Find how many lines of the records hold the string "endpoint" and reply with only that total.

- INFORMATION SUPPLIED -
============
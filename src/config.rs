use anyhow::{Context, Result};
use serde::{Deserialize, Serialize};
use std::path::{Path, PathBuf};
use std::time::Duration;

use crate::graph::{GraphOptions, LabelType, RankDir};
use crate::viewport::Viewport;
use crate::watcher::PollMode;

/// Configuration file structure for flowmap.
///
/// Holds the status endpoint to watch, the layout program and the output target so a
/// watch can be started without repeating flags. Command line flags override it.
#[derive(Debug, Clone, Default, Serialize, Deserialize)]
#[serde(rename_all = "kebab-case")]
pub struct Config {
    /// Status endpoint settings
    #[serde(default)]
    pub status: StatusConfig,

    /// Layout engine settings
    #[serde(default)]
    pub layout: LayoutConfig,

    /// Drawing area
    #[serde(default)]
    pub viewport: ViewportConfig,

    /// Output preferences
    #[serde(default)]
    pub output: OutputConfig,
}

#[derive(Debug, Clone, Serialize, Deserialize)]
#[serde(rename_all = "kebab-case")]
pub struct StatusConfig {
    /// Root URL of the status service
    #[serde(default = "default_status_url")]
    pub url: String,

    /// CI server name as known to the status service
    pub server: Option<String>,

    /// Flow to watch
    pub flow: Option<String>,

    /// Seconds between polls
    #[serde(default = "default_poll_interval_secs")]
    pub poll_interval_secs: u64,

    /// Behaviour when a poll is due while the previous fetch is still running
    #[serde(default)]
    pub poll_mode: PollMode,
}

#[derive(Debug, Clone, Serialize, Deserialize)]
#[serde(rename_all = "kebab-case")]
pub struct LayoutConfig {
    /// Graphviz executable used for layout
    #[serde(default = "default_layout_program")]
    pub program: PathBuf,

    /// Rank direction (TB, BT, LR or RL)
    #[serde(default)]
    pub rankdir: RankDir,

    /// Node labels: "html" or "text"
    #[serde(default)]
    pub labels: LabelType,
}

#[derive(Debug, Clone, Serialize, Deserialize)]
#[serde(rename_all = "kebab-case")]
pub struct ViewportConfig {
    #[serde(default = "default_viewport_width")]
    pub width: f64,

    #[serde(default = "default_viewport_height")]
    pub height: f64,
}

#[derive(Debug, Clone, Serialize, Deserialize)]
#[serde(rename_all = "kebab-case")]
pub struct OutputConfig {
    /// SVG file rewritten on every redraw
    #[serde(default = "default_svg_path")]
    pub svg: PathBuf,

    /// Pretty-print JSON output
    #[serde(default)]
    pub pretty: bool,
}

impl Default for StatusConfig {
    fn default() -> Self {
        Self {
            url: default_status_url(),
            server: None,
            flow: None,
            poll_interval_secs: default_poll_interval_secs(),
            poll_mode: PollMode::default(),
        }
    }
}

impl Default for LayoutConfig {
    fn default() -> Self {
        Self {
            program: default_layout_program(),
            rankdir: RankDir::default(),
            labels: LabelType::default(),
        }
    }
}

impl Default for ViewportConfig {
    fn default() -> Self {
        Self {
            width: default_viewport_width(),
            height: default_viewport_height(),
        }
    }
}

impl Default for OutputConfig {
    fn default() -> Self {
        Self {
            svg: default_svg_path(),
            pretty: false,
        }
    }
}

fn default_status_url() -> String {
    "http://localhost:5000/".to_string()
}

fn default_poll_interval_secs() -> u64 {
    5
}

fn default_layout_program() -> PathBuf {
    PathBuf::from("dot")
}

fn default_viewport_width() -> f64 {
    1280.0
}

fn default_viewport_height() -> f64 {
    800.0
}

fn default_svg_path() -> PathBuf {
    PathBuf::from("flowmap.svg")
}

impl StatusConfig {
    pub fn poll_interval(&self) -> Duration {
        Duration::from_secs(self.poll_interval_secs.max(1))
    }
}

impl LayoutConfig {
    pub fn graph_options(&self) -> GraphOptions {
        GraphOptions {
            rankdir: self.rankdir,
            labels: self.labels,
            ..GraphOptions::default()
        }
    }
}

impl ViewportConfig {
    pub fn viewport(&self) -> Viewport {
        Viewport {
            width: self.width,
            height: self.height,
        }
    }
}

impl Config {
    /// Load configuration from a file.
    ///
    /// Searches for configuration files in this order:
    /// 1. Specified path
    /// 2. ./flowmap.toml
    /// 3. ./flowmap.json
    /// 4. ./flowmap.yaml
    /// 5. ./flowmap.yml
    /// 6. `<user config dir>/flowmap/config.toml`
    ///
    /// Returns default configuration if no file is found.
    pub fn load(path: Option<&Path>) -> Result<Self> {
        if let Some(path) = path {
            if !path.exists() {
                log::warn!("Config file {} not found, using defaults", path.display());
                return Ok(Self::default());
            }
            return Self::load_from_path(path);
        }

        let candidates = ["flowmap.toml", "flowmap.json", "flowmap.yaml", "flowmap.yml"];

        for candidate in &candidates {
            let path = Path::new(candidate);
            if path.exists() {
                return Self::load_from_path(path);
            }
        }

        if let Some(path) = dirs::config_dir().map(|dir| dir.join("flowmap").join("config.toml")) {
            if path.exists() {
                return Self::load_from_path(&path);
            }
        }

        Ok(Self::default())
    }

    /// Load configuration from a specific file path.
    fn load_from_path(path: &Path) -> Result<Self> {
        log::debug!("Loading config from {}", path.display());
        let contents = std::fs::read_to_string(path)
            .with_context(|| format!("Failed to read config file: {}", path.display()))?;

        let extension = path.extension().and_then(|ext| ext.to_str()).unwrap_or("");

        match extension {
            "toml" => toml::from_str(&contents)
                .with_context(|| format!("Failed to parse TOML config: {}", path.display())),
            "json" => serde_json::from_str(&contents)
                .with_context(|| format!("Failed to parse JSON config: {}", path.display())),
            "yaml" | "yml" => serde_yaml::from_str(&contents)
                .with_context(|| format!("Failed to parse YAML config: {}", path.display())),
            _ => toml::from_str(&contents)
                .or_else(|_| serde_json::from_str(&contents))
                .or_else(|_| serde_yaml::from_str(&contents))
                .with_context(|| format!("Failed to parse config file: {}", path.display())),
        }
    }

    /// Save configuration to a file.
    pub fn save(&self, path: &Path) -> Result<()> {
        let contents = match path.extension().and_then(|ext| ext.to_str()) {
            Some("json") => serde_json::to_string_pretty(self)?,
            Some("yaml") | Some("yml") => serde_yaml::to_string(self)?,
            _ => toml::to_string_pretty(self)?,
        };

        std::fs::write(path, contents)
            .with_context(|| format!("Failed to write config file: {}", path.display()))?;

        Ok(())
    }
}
============
- SOLUTION BELOW -
2